The purpose of this library is inspecting PE binaries (whether on disk or already loaded in memory).
A trade-off was made to not unify the 32-bit (PE32) and 64-bit (PE32+) formats for two reasons:
-
There are small but incompatible differences, which would add overhead by requiring constant matching even if at source code level the match arms look identical.
-
Most of the time you know (at build time) what format you're working with anyway.
This makes it rather awkward to work with both formats together transparently.
Note that while the correct name is PE32+, the name PE64 is used as it is a valid identifier; they are otherwise synonymous.

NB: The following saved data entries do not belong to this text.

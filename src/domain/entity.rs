// Copyright (c) 2025 - Cowboy AI, Inc.
//! Topology Entity Records and Mutation Requests
//!
//! [`Entity`] is the stored form of any node in the topology. The set of
//! discriminant and pointer fields an entity carries is dictated by its
//! type's [`crate::schema::TypeSchema`]; the record itself is generic.

use chrono::{DateTime, Utc};
use serde::{Deserialize, Serialize};
use std::collections::BTreeMap;

use super::{Cidr, EntityId, EntityType};

/// Tagged generic reference to any entity
#[derive(Debug, Clone, PartialEq, Eq, PartialOrd, Ord, Hash, Serialize, Deserialize)]
pub struct EntityRef {
    pub entity_type: EntityType,
    pub id: EntityId,
}

impl EntityRef {
    pub fn new(entity_type: EntityType, id: EntityId) -> Self {
        Self { entity_type, id }
    }
}

/// Stored topology entity
///
/// # Invariants
/// - `id == compose(parent_id, discriminants)` for the entity's type shape
/// - `discriminants` are ordered as the schema declares them
/// - `pointers` holds every pointer field the schema declares (possibly `None`)
#[derive(Debug, Clone, PartialEq, Serialize, Deserialize)]
pub struct Entity {
    pub entity_type: EntityType,
    pub id: EntityId,
    pub parent_id: Option<EntityId>,
    pub discriminants: Vec<String>,
    pub pointers: BTreeMap<String, Option<EntityId>>,
    pub cidr: Option<Cidr>,
    /// Opaque attribute blob, never interpreted by the registry
    pub defaults: serde_json::Value,
    pub created_at: DateTime<Utc>,
    pub updated_at: DateTime<Utc>,
}

impl Entity {
    /// Generic reference to this entity
    pub fn entity_ref(&self) -> EntityRef {
        EntityRef::new(self.entity_type, self.id.clone())
    }

    /// Current value of a pointer field
    pub fn pointer(&self, field: &str) -> Option<&EntityId> {
        self.pointers.get(field).and_then(Option::as_ref)
    }

    /// Local name: the last discriminant segment
    pub fn name(&self) -> &str {
        self.discriminants.last().map(String::as_str).unwrap_or_default()
    }
}

/// Request to create a new entity
///
/// # Examples
///
/// ```rust
/// use cim_topology::domain::{EntityId, EntityType, NewEntity};
///
/// let stack = NewEntity::child(
///     EntityType::Stack,
///     EntityId::parse("app1").unwrap(),
///     ["web"],
/// );
/// assert_eq!(stack.discriminants, vec!["web"]);
/// ```
#[derive(Debug, Clone, PartialEq, Serialize, Deserialize)]
pub struct NewEntity {
    pub entity_type: EntityType,
    pub parent_id: Option<EntityId>,
    pub discriminants: Vec<String>,
    pub pointers: BTreeMap<String, EntityId>,
    pub cidr: Option<Cidr>,
    pub defaults: serde_json::Value,
}

impl NewEntity {
    /// Root entity whose id is its name
    pub fn root(entity_type: EntityType, name: impl Into<String>) -> Self {
        Self {
            entity_type,
            parent_id: None,
            discriminants: vec![name.into()],
            pointers: BTreeMap::new(),
            cidr: None,
            defaults: serde_json::Value::Object(Default::default()),
        }
    }

    /// Child entity under `parent_id` with the given discriminant values
    pub fn child<I, S>(entity_type: EntityType, parent_id: EntityId, discriminants: I) -> Self
    where
        I: IntoIterator<Item = S>,
        S: Into<String>,
    {
        Self {
            entity_type,
            parent_id: Some(parent_id),
            discriminants: discriminants.into_iter().map(Into::into).collect(),
            pointers: BTreeMap::new(),
            cidr: None,
            defaults: serde_json::Value::Object(Default::default()),
        }
    }

    /// Set a pointer field
    pub fn pointer(mut self, field: impl Into<String>, target: EntityId) -> Self {
        self.pointers.insert(field.into(), target);
        self
    }

    /// Set the address block (network and subnet only)
    pub fn cidr(mut self, cidr: Cidr) -> Self {
        self.cidr = Some(cidr);
        self
    }

    /// Replace the opaque defaults blob
    pub fn defaults(mut self, defaults: serde_json::Value) -> Self {
        self.defaults = defaults;
        self
    }
}

/// Identity change requested by a rename
#[derive(Debug, Clone, PartialEq, Eq, Serialize, Deserialize)]
#[serde(tag = "kind", rename_all = "snake_case")]
pub enum RenameTarget {
    /// Keep the parent, replace the own discriminant values
    Discriminants { discriminants: Vec<String> },
    /// Move under another parent of the same type, keep discriminants
    Parent { parent_id: EntityId },
    /// Move and rename at once
    ParentAndDiscriminants {
        parent_id: EntityId,
        discriminants: Vec<String>,
    },
}

impl RenameTarget {
    /// Rename a single-discriminant entity
    pub fn name(name: impl Into<String>) -> Self {
        Self::Discriminants {
            discriminants: vec![name.into()],
        }
    }

    /// Resolve the target against the entity's current parent and discriminants
    pub fn resolve(&self, entity: &Entity) -> (Option<EntityId>, Vec<String>) {
        match self {
            Self::Discriminants { discriminants } => {
                (entity.parent_id.clone(), discriminants.clone())
            }
            Self::Parent { parent_id } => {
                (Some(parent_id.clone()), entity.discriminants.clone())
            }
            Self::ParentAndDiscriminants {
                parent_id,
                discriminants,
            } => (Some(parent_id.clone()), discriminants.clone()),
        }
    }
}

/// Attribute update that never changes identity
#[derive(Debug, Clone, Default, PartialEq, Serialize, Deserialize)]
pub struct EntityPatch {
    /// Pointer fields to set (`Some`) or clear (`None`)
    pub pointers: BTreeMap<String, Option<EntityId>>,
    /// Replacement defaults blob
    pub defaults: Option<serde_json::Value>,
}

impl EntityPatch {
    pub fn set_pointer(mut self, field: impl Into<String>, target: EntityId) -> Self {
        self.pointers.insert(field.into(), Some(target));
        self
    }

    pub fn clear_pointer(mut self, field: impl Into<String>) -> Self {
        self.pointers.insert(field.into(), None);
        self
    }

    pub fn defaults(mut self, defaults: serde_json::Value) -> Self {
        self.defaults = Some(defaults);
        self
    }

    pub fn is_empty(&self) -> bool {
        self.pointers.is_empty() && self.defaults.is_none()
    }
}

#[cfg(test)]
mod tests {
    use super::*;

    fn id(s: &str) -> EntityId {
        EntityId::parse(s).unwrap()
    }

    #[test]
    fn test_new_entity_builder() {
        let subnet = NewEntity::child(EntityType::Subnet, id("prod:aws:1:eu-1:vpc"), ["a"])
            .cidr(Cidr::new("10.0.0.0/24").unwrap())
            .pointer("zone_id", id("prod:aws:1:eu-1:eu-1a"))
            .defaults(serde_json::json!({"public": true}));

        assert_eq!(subnet.parent_id, Some(id("prod:aws:1:eu-1:vpc")));
        assert_eq!(subnet.pointers.len(), 1);
        assert_eq!(subnet.defaults["public"], true);
    }

    #[test]
    fn test_rename_target_resolution() {
        let now = Utc::now();
        let entity = Entity {
            entity_type: EntityType::Stack,
            id: id("app1:web"),
            parent_id: Some(id("app1")),
            discriminants: vec!["web".to_string()],
            pointers: BTreeMap::new(),
            cidr: None,
            defaults: serde_json::Value::Null,
            created_at: now,
            updated_at: now,
        };

        assert_eq!(
            RenameTarget::name("webapp").resolve(&entity),
            (Some(id("app1")), vec!["webapp".to_string()])
        );
        assert_eq!(
            RenameTarget::Parent { parent_id: id("app2") }.resolve(&entity),
            (Some(id("app2")), vec!["web".to_string()])
        );
        assert_eq!(entity.name(), "web");
    }

    #[test]
    fn test_patch_builder() {
        let patch = EntityPatch::default()
            .set_pointer("current_release_id", id("app1:web:api:prod:v1"))
            .clear_pointer("fleet_id");
        assert!(!patch.is_empty());
        assert_eq!(patch.pointers["fleet_id"], None);
        assert!(EntityPatch::default().is_empty());
    }
}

Included are bins showing some uses for the library, try them out on the demos!
This library is available on crates.io.
Documentation can be found on docs.rs.
In your Cargo.toml, put
[dependencies]
pelite = "0.8"
Try this example: cargo run --example readme
.
use pelite::FileMap;
use pelite::pe64::{Pe, PeFile};
fn main() {
// Load the desired file into memory
let file_map = FileMap::open("demo/Demo64.dll").unwrap();
// Process the image file
dll_deps(file_map.as_ref()).unwrap();
}
fn dll_deps(image: &[u8]) -> pelite::Result<()> {
// Interpret the bytes as a PE32+ executable
let file = PeFile::from_bytes(image)?;
// Let's read the DLL dependencies
let imports = file.imports()?;
for desc in imports {
// Get the DLL name being imported from
let dll_name = desc.dll_name()?;
// Get the number of imports for this dll
let iat = desc.iat()?;
println!("imported {} functions from {}", iat.len(), dll_name);
}
Ok(())
}
Licensed under MIT License, see license.txt.
Unless you explicitly state otherwise, any contribution intentionally submitted for inclusion in the work by you, shall be licensed as above, without any additional terms or conditions.